--- GIVEN RECORDS Enclosed Below ---
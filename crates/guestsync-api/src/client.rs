//! GuestApi trait and the HTTP client for the remote authority.
//! The trait is the mock-injection seam: the engine is generic over it
//! and tests substitute a scripted fake.

use std::time::Duration;

use guestsync_core::{GuestSession, SessionRequest, SessionResponse, TrackRequest, TrackResponse};

use crate::error::ApiError;

/// Default per-request timeout for authority calls. Bounds the
/// initialization handshake, so startup can never hang indefinitely.
pub const DEFAULT_TIMEOUT: Duration = Duration::from_secs(10);

/// Transport seam to the remote guest authority.
pub trait GuestApi: Send + Sync {
    /// `POST /guest/session`: open a session, resuming `existing` if the
    /// authority still knows it.
    fn start_session(
        &self,
        existing: Option<&str>,
    ) -> impl Future<Output = Result<GuestSession, ApiError>> + Send;

    /// `POST /guest/track`: submit pending deltas, returning the
    /// aggregated session and the first-time eligibility marker.
    fn push_deltas(
        &self,
        request: &TrackRequest,
    ) -> impl Future<Output = Result<TrackResponse, ApiError>> + Send;

    /// Best-effort delivery for page exit: send without waiting for or
    /// reading a response. The send may outlive the caller; delivery is
    /// not guaranteed and no error is reported.
    fn push_detached(&self, request: TrackRequest);
}

/// HTTP client for the production guest authority.
pub struct HttpGuestApi {
    base_url: String,
    client: reqwest::Client,
}

impl HttpGuestApi {
    /// Build a client for the authority at `base_url`
    /// (e.g. `https://api.example.com`). Trailing slashes are tolerated.
    pub fn new(base_url: impl Into<String>) -> Result<Self, ApiError> {
        Self::with_timeout(base_url, DEFAULT_TIMEOUT)
    }

    /// Build a client with a custom per-request timeout.
    pub fn with_timeout(
        base_url: impl Into<String>,
        timeout: Duration,
    ) -> Result<Self, ApiError> {
        let client = reqwest::Client::builder().timeout(timeout).build()?;
        let mut base_url = base_url.into();
        while base_url.ends_with('/') {
            base_url.pop();
        }
        Ok(Self { base_url, client })
    }

    fn session_url(&self) -> String {
        format!("{}/guest/session", self.base_url)
    }

    fn track_url(&self) -> String {
        format!("{}/guest/track", self.base_url)
    }
}

impl GuestApi for HttpGuestApi {
    async fn start_session(&self, existing: Option<&str>) -> Result<GuestSession, ApiError> {
        let body = SessionRequest {
            session_id: existing.map(str::to_owned),
        };
        let response = self
            .client
            .post(self.session_url())
            .json(&body)
            .send()
            .await?;
        if !response.status().is_success() {
            return Err(ApiError::Status(response.status().as_u16()));
        }
        let parsed = response.json::<SessionResponse>().await?;
        if !parsed.success {
            return Err(ApiError::Rejected);
        }
        Ok(parsed.session)
    }

    async fn push_deltas(&self, request: &TrackRequest) -> Result<TrackResponse, ApiError> {
        let response = self
            .client
            .post(self.track_url())
            .json(request)
            .send()
            .await?;
        if !response.status().is_success() {
            return Err(ApiError::Status(response.status().as_u16()));
        }
        let parsed = response.json::<TrackResponse>().await?;
        if !parsed.success {
            return Err(ApiError::Rejected);
        }
        Ok(parsed)
    }

    fn push_detached(&self, request: TrackRequest) {
        let client = self.client.clone();
        let url = self.track_url();
        // The caller may be torn down before any response arrives; the
        // outcome is dropped on purpose. Durability comes from the
        // persisted pending bucket, not from this send.
        match tokio::runtime::Handle::try_current() {
            Ok(handle) => {
                handle.spawn(async move {
                    let _ = client.post(url).json(&request).send().await;
                });
            }
            Err(_) => {
                tracing::warn!("exit send skipped: no async runtime available");
            }
        }
    }
}

// ─── Tests ───────────────────────────────────────────────────────────
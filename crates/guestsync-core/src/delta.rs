//! Pending-delta accumulator: increments observed locally but not yet
//! confirmed by the remote authority.

use serde::{Deserialize, Serialize};

/// Counts recorded locally that the remote authority has not acknowledged.
///
/// Persisted alongside the snapshot so unsynced counts survive a reload;
/// zeroed only by subtracting exactly what a confirmed flush carried.
#[derive(Debug, Clone, Copy, Default, PartialEq, Eq, Serialize, Deserialize)]
pub struct PendingDelta {
    pub page_views: u64,
    pub time_spent_seconds: u64,
    pub biography_views: u64,
}

impl PendingDelta {
    /// True when there is nothing to flush.
    pub fn is_empty(&self) -> bool {
        self.page_views == 0 && self.time_spent_seconds == 0 && self.biography_views == 0
    }

    /// Record one page view.
    pub fn add_page_view(&mut self) {
        self.page_views = self.page_views.saturating_add(1);
    }

    /// Record one biography (profile-detail) view.
    pub fn add_biography_view(&mut self) {
        self.biography_views = self.biography_views.saturating_add(1);
    }

    /// Record `seconds` of dwell time.
    pub fn add_time_spent(&mut self, seconds: u64) {
        self.time_spent_seconds = self.time_spent_seconds.saturating_add(seconds);
    }

    /// Settle a confirmed flush: remove exactly the amounts the request
    /// carried, leaving anything that accumulated during the request.
    /// Saturates at zero so a duplicate settlement cannot underflow.
    pub fn subtract(&mut self, confirmed: PendingDelta) {
        self.page_views = self.page_views.saturating_sub(confirmed.page_views);
        self.time_spent_seconds = self
            .time_spent_seconds
            .saturating_sub(confirmed.time_spent_seconds);
        self.biography_views = self.biography_views.saturating_sub(confirmed.biography_views);
    }
}

// ─── Tests ───────────────────────────────────────────────────────────
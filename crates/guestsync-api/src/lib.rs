//! guestsync-api: remote guest-authority client.
//! The `GuestApi` transport seam plus the reqwest implementation of the
//! two authority endpoints, including the fire-and-forget exit path.
//! No business logic: pure IO boundary.

pub mod client;
pub mod error;

pub use client::{DEFAULT_TIMEOUT, GuestApi, HttpGuestApi};
pub use error::ApiError;
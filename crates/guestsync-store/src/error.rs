//! Store error types.

use thiserror::Error;

/// Errors from snapshot persistence operations.
#[derive(Debug, Error)]
pub enum StoreError {
    #[error("io error: {0}")]
    Io(#[from] std::io::Error),

    #[error("serialize error: {0}")]
    Serialize(#[from] serde_json::Error),

    #[error("store path has no parent directory")]
    NoParentDir,
}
--- End of Enclosed GIVEN RECORDS ---
TASK GOAL:
Line count for "remote": report how many lines in the data above include it, with no other words.

REPLY TO THE TASK:
5